▸ Exercise description
Could you transcribe the whole listing, keeping every line exactly the same?

▸ Information
//! Rate limiting middleware using a global token bucket.
//!
//! One bucket is shared by every client. Admission never blocks: a request
//! either takes a token or is rejected with `429` and a `Retry-After` hint.

use crate::domain::config::RateLimitConfig;
use crate::domain::error::ApiError;
use axum::{body::Body, http::Request, response::IntoResponse, response::Response};
use governor::{
    clock::{Clock, DefaultClock},
    state::{InMemoryState, NotKeyed},
    Quota, RateLimiter,
};
use std::num::NonZeroU32;
use std::sync::Arc;
use std::time::Duration;
use tower::{Layer, Service};
use tracing::warn;

/// Token bucket shared across requests
pub struct RateLimitState {
    /// `None` when rate limiting is disabled
    limiter: Option<RateLimiter<NotKeyed, InMemoryState, DefaultClock>>,
}

impl RateLimitState {
    pub fn new(config: &RateLimitConfig) -> Self {
        if !config.enabled {
            return Self { limiter: None };
        }

        let burst = NonZeroU32::new(config.burst_size).unwrap_or(NonZeroU32::MIN);
        Self {
            limiter: Some(RateLimiter::direct(quota(config.requests_per_second, burst))),
        }
    }

    /// Take one token, or report how long until one is available.
    pub fn allow(&self) -> Result<(), Duration> {
        let Some(limiter) = &self.limiter else {
            return Ok(());
        };
        limiter
            .check()
            .map_err(|not_until| not_until.wait_time_from(DefaultClock::default().now()))
    }
}

/// Quota for a possibly fractional sustained rate.
fn quota(requests_per_second: f64, burst: NonZeroU32) -> Quota {
    let rps = if requests_per_second.is_finite() && requests_per_second > 0.0 {
        requests_per_second
    } else {
        1.0
    };
    let period = Duration::from_secs_f64(1.0 / rps).max(Duration::from_nanos(1));
    Quota::with_period(period)
        .unwrap_or_else(|| Quota::per_second(NonZeroU32::MIN))
        .allow_burst(burst)
}

/// Whole seconds for the `Retry-After` header, rounded up, at least 1.
fn retry_after_secs(wait: Duration) -> u64 {
    let secs = wait.as_millis().div_ceil(1000).max(1);
    u64::try_from(secs).unwrap_or(u64::MAX)
}

/// Rate limit layer
#[derive(Clone)]
pub struct RateLimitLayer {
    state: Arc<RateLimitState>,
}

impl RateLimitLayer {
    pub fn new(config: &RateLimitConfig) -> Self {
        Self {
            state: Arc::new(RateLimitState::new(config)),
        }
    }

    pub fn state(&self) -> Arc<RateLimitState> {
        Arc::clone(&self.state)
    }
}

impl<S> Layer<S> for RateLimitLayer {
    type Service = RateLimitService<S>;

    fn layer(&self, inner: S) -> Self::Service {
        RateLimitService {
            inner,
            state: Arc::clone(&self.state),
        }
    }
}

/// Rate limit service
#[derive(Clone)]
pub struct RateLimitService<S> {
    inner: S,
    state: Arc<RateLimitState>,
}

impl<S> Service<Request<Body>> for RateLimitService<S>
where
    S: Service<Request<Body>, Response = Response> + Clone + Send + 'static,
    S::Future: Send,
{
    type Response = Response;
    type Error = S::Error;
    type Future = std::pin::Pin<
        Box<dyn std::future::Future<Output = Result<Self::Response, Self::Error>> + Send>,
    >;

    fn poll_ready(
        &mut self,
        cx: &mut std::task::Context<'_>,
    ) -> std::task::Poll<Result<(), Self::Error>> {
        self.inner.poll_ready(cx)
    }

    fn call(&mut self, req: Request<Body>) -> Self::Future {
        let state = Arc::clone(&self.state);
        let mut inner = self.inner.clone();

        Box::pin(async move {
            match state.allow() {
                Ok(()) => inner.call(req).await,
                Err(wait) => {
                    let retry_after = retry_after_secs(wait);
                    warn!(
                        path = %req.uri().path(),
                        retry_after_secs = retry_after,
                        "Rate limit exceeded"
                    );
                    Ok(ApiError::rate_limited(retry_after).into_response())
                }
            }
        })
    }
}
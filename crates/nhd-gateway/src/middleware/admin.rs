//! Admin authorization gate.
//!
//! `RequireAdminLayer` always authenticates first: it wraps the inner service
//! in an admin check and then wraps that in [`AuthLayer`], so a request can
//! only reach the admin check with a [`Principal`] attached.
//!
//! | Outcome | Status |
//! |---------|--------|
//! | Auth fails | 401 |
//! | Profile lookup fails (any reason) | 500 |
//! | Profile is not admin | 403 |
//! | Admin | handler runs |

use super::auth::{AuthLayer, AuthService, Principal};
use crate::domain::error::ApiError;
use axum::{
    body::Body,
    http::Request,
    response::{IntoResponse, Response},
};
use nhd_store::Datastore;
use std::sync::Arc;
use tower::{Layer, Service};
use tracing::{error, warn};

/// Admin gate layer
#[derive(Clone)]
pub struct RequireAdminLayer {
    auth: AuthLayer,
    store: Arc<dyn Datastore>,
}

impl RequireAdminLayer {
    pub fn new(auth: AuthLayer, store: Arc<dyn Datastore>) -> Self {
        Self { auth, store }
    }
}

impl<S> Layer<S> for RequireAdminLayer {
    type Service = AuthService<AdminGate<S>>;

    fn layer(&self, inner: S) -> Self::Service {
        self.auth.layer(AdminGate {
            inner,
            store: Arc::clone(&self.store),
        })
    }
}

/// Admin check; only reachable through [`RequireAdminLayer`].
#[derive(Clone)]
pub struct AdminGate<S> {
    inner: S,
    store: Arc<dyn Datastore>,
}

impl<S> Service<Request<Body>> for AdminGate<S>
where
    S: Service<Request<Body>, Response = Response> + Clone + Send + 'static,
    S::Future: Send,
{
    type Response = Response;
    type Error = S::Error;
    type Future = std::pin::Pin<
        Box<dyn std::future::Future<Output = Result<Self::Response, Self::Error>> + Send>,
    >;

    fn poll_ready(
        &mut self,
        cx: &mut std::task::Context<'_>,
    ) -> std::task::Poll<Result<(), Self::Error>> {
        self.inner.poll_ready(cx)
    }

    fn call(&mut self, req: Request<Body>) -> Self::Future {
        let store = Arc::clone(&self.store);
        let mut inner = self.inner.clone();

        Box::pin(async move {
            let Some(uid) = req.extensions().get::<Principal>().map(|p| p.uid.clone()) else {
                // AuthLayer always runs first; a missing principal is a wiring bug.
                error!("Admin gate reached without an authenticated principal");
                return Ok(ApiError::internal("could not retrieve user profile").into_response());
            };

            let user = match store.get_user(&uid).await {
                Ok(user) => user,
                Err(e) => {
                    error!(uid = %uid, error = %e, "User profile lookup failed");
                    return Ok(
                        ApiError::internal("could not retrieve user profile").into_response()
                    );
                }
            };

            if !user.is_admin() {
                warn!(uid = %uid, path = %req.uri().path(), "Admin access denied");
                return Ok(ApiError::forbidden("admin permission required").into_response());
            }

            inner.call(req).await
        })
    }
}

▸ The completed task
//! Rate limiting middleware using a global token bucket.
//!
//! One bucket is shared by every client. Admission never blocks: a request
//! either takes a token or is rejected with `429` and a `Retry-After` hint.

use crate::domain::config::RateLimitConfig;
use crate::domain::error::ApiError;
use axum::{body::Body, http::Request, response::IntoResponse, response::Response};
use governor::{
    clock::{Clock, DefaultClock},
    state::{InMemoryState, NotKeyed},
    Quota, RateLimiter,
};
use std::num::NonZeroU32;
use std::sync::Arc;
use std::time::Duration;
use tower::{Layer, Service};
use tracing::warn;

/// Token bucket shared across requests
pub struct RateLimitState {
    /// `None` when rate limiting is disabled
    limiter: Option<RateLimiter<NotKeyed, InMemoryState, DefaultClock>>,
}

impl RateLimitState {
    pub fn new(config: &RateLimitConfig) -> Self {
        if !config.enabled {
            return Self { limiter: None };
        }

        let burst = NonZeroU32::new(config.burst_size).unwrap_or(NonZeroU32::MIN);
        Self {
            limiter: Some(RateLimiter::direct(quota(config.requests_per_second, burst))),
        }
    }

    /// Take one token, or report how long until one is available.
    pub fn allow(&self) -> Result<(), Duration> {
        let Some(limiter) = &self.limiter else {
            return Ok(());
        };
        limiter
            .check()
            .map_err(|not_until| not_until.wait_time_from(DefaultClock::default().now()))
    }
}

/// Quota for a possibly fractional sustained rate.
fn quota(requests_per_second: f64, burst: NonZeroU32) -> Quota {
    let rps = if requests_per_second.is_finite() && requests_per_second > 0.0 {
        requests_per_second
    } else {
        1.0
    };
    let period = Duration::from_secs_f64(1.0 / rps).max(Duration::from_nanos(1));
    Quota::with_period(period)
        .unwrap_or_else(|| Quota::per_second(NonZeroU32::MIN))
        .allow_burst(burst)
}

/// Whole seconds for the `Retry-After` header, rounded up, at least 1.
fn retry_after_secs(wait: Duration) -> u64 {
    let secs = wait.as_millis().div_ceil(1000).max(1);
    u64::try_from(secs).unwrap_or(u64::MAX)
}

/// Rate limit layer
#[derive(Clone)]
pub struct RateLimitLayer {
    state: Arc<RateLimitState>,
}

impl RateLimitLayer {
    pub fn new(config: &RateLimitConfig) -> Self {
        Self {
            state: Arc::new(RateLimitState::new(config)),
        }
    }

    pub fn state(&self) -> Arc<RateLimitState> {
        Arc::clone(&self.state)
    }
}

impl<S> Layer<S> for RateLimitLayer {
    type Service = RateLimitService<S>;

    fn layer(&self, inner: S) -> Self::Service {
        RateLimitService {
            inner,
            state: Arc::clone(&self.state),
        }
    }
}

/// Rate limit service
#[derive(Clone)]
pub struct RateLimitService<S> {
    inner: S,
    state: Arc<RateLimitState>,
}

impl<S> Service<Request<Body>> for RateLimitService<S>
where
    S: Service<Request<Body>, Response = Response> + Clone + Send + 'static,
    S::Future: Send,
{
    type Response = Response;
    type Error = S::Error;
    type Future = std::pin::Pin<
        Box<dyn std::future::Future<Output = Result<Self::Response, Self::Error>> + Send>,
    >;

    fn poll_ready(
        &mut self,
        cx: &mut std::task::Context<'_>,
    ) -> std::task::Poll<Result<(), Self::Error>> {
        self.inner.poll_ready(cx)
    }

    fn call(&mut self, req: Request<Body>) -> Self::Future {
        let state = Arc::clone(&self.state);
        let mut inner = self.inner.clone();

        Box::pin(async move {
            match state.allow() {
                Ok(()) => inner.call(req).await,
                Err(wait) => {
                    let retry_after = retry_after_secs(wait);
                    warn!(
                        path = %req.uri().path(),
                        retry_after_secs = retry_after,
                        "Rate limit exceeded"
                    );
                    Ok(ApiError::rate_limited(retry_after).into_response())
                }
            }
        })
    }
}
filename crates/nhd-gateway/src/middleware/admin.rs
//! Admin authorization gate.
//!
//! `RequireAdminLayer` always authenticates first: it wraps the inner service
//! in an admin check and then wraps that in [`AuthLayer`], so a request can
//! only reach the admin check with a [`Principal`] attached.
//!
//! | Outcome | Status |
//! |---------|--------|
//! | Auth fails | 401 |
//! | Profile lookup fails (any reason) | 500 |
//! | Profile is not admin | 403 |
//! | Admin | handler runs |

use super::auth::{AuthLayer, AuthService, Principal};
use crate::domain::error::ApiError;
use axum::{
    body::Body,
    http::Request,
    response::{IntoResponse, Response},
};
use nhd_store::Datastore;
use std::sync::Arc;
use tower::{Layer, Service};
use tracing::{error, warn};

/// Admin gate layer
#[derive(Clone)]
pub struct RequireAdminLayer {
    auth: AuthLayer,
    store: Arc<dyn Datastore>,
}

impl RequireAdminLayer {
    pub fn new(auth: AuthLayer, store: Arc<dyn Datastore>) -> Self {
        Self { auth, store }
    }
}

impl<S> Layer<S> for RequireAdminLayer {
    type Service = AuthService<AdminGate<S>>;

    fn layer(&self, inner: S) -> Self::Service {
        self.auth.layer(AdminGate {
            inner,
            store: Arc::clone(&self.store),
        })
    }
}

/// Admin check; only reachable through [`RequireAdminLayer`].
#[derive(Clone)]
pub struct AdminGate<S> {
    inner: S,
    store: Arc<dyn Datastore>,
}

impl<S> Service<Request<Body>> for AdminGate<S>
where
    S: Service<Request<Body>, Response = Response> + Clone + Send + 'static,
    S::Future: Send,
{
    type Response = Response;
    type Error = S::Error;
    type Future = std::pin::Pin<
        Box<dyn std::future::Future<Output = Result<Self::Response, Self::Error>> + Send>,
    >;

    fn poll_ready(
        &mut self,
        cx: &mut std::task::Context<'_>,
    ) -> std::task::Poll<Result<(), Self::Error>> {
        self.inner.poll_ready(cx)
    }

    fn call(&mut self, req: Request<Body>) -> Self::Future {
        let store = Arc::clone(&self.store);
        let mut inner = self.inner.clone();

        Box::pin(async move {
            let Some(uid) = req.extensions().get::<Principal>().map(|p| p.uid.clone()) else {
                // AuthLayer always runs first; a missing principal is a wiring bug.
                error!("Admin gate reached without an authenticated principal");
                return Ok(ApiError::internal("could not retrieve user profile").into_response());
            };

            let user = match store.get_user(&uid).await {
                Ok(user) => user,
                Err(e) => {
                    error!(uid = %uid, error = %e, "User profile lookup failed");
                    return Ok(
                        ApiError::internal("could not retrieve user profile").into_response()
                    );
                }
            };

            if !user.is_admin() {
                warn!(uid = %uid, path = %req.uri().path(), "Admin access denied");
                return Ok(ApiError::forbidden("admin permission required").into_response());
            }

            inner.call(req).await
        })
    }
}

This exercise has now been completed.